Sure, health is important but if you’ve always lived with a chronic condition and/or a progressively degenerative one like I have, hearing this most common of platitudes leads to a waxy bummer build-up in the psyche. It is no pleasure to ponder the possibility that you regard me as having…nothing. Nor do I want to reprise my role on Emotional Labor: Special Cripple Unit where I tell myself you don’t actually mean that. I would prefer instead that people express gratitude for what health they have (I know health is a nice thing!) without making such a sweeping generalization about what a good quality of life requires.
Did You Know?
A disability does not necessarily mean “sick.” Unless you mean, “sick of discrimination.” Then — oh yeah. #CripTips
“You’re so lame/crazy/dumb.”
Language is a banquet and most insult-flingers are starving! I do not accept your excuse that your vocabulary has a disability. Overcome that shit and stop using a disability label when you’re calling out a failure of character. Would invoking my “lameness” — non-walkingness — communicate your disgust had I, for example, shown public disrespect to Paralympic champions? NOPE. This practice is particularly stigmatizing to people with mental health issues and that is no joke.

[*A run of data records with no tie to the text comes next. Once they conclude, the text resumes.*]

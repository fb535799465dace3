//! Validate command - surface data quality issues without writing a ledger

use clap::Args;

use crate::cmd::{EventFileArgs, MarketDataArgs};
use crate::normalize;
use crate::resolver::VestPriceResolver;

#[derive(Args, Debug)]
pub struct ValidateCommand {
    #[command(flatten)]
    market: MarketDataArgs,

    #[command(flatten)]
    events: EventFileArgs,

    /// Output as JSON instead of formatted text
    #[arg(long)]
    json: bool,
}

impl ValidateCommand {
    pub fn exec(&self) -> anyhow::Result<()> {
        let (calendar, prices) = self.market.load()?;
        let (vests, sales) = self.events.load()?;
        let resolver = VestPriceResolver::new(&calendar, &prices);

        let buys = normalize::vests_to_buys(&resolver, &vests);
        let sells = normalize::sales_to_sells(&resolver, &sales);
        let mut stats = buys.stats;
        stats.absorb(sells.stats);

        if self.json {
            println!("{}", serde_json::to_string_pretty(&stats)?);
        } else {
            println!("{}", stats);
        }

        // Exit with code 1 if issues found
        if stats.has_issues() {
            std::process::exit(1);
        }
        Ok(())
    }
}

Instead, you could use more appropriate terminology like: jackhole, hateful, traitor, obnoxious, lying, scurrilous, mendacious, quarrelsome, peevish, pussilanimous, cowardly, craven, viperous, ratsbane, toady, or greedy.
Language is rich. Don’t use it to take cheap shots at disabled people.
Did You Know?
A person can be both disabled AND a jackhole. #CripTips
“A disabled child teaches a parent what love really is.”
In the words of Fox Mulder, I want to believe. Of course I want to believe that I alone incite The Greatest Love of All in my parents’ hearts. Especially with the two clowns I’ve got for brothers. But I’m classy. I maintain a veneer of humility. And, seriously, sowing divisiveness between disabled and non-disabled siblings by saying that a disabled child teaches parents what love “really” is — in what world is that a good idea? Instead: Let me bust my brothers’ chops in my own way, okay? I know what I’m doing.
Did You Know?
It’s possible to love a non-disabled child. Difficult. But possible. #CripTips
Can someone “like me” have sex?
Part of the joy of living, of drawing each fresh, sweet breath, is never knowing who I’ll next meet. Like strangers who ask personal questions — for purely informational purposes — that they actually expect answers to. Like sitting side-by-side on public bus means they get to find out whether someone “like me” can have sex. Not whether I want to, with them — they make that clear — but whether it’s, like, possible. As asteroids hitting the earth, low-fat products being delicious, and me experiencing ordinary street harassment are possible. Is there some hunger for knowledge inside you about the human condition that will not be denied? Because if there is, there’s Google for that. Leave me the fuck alone.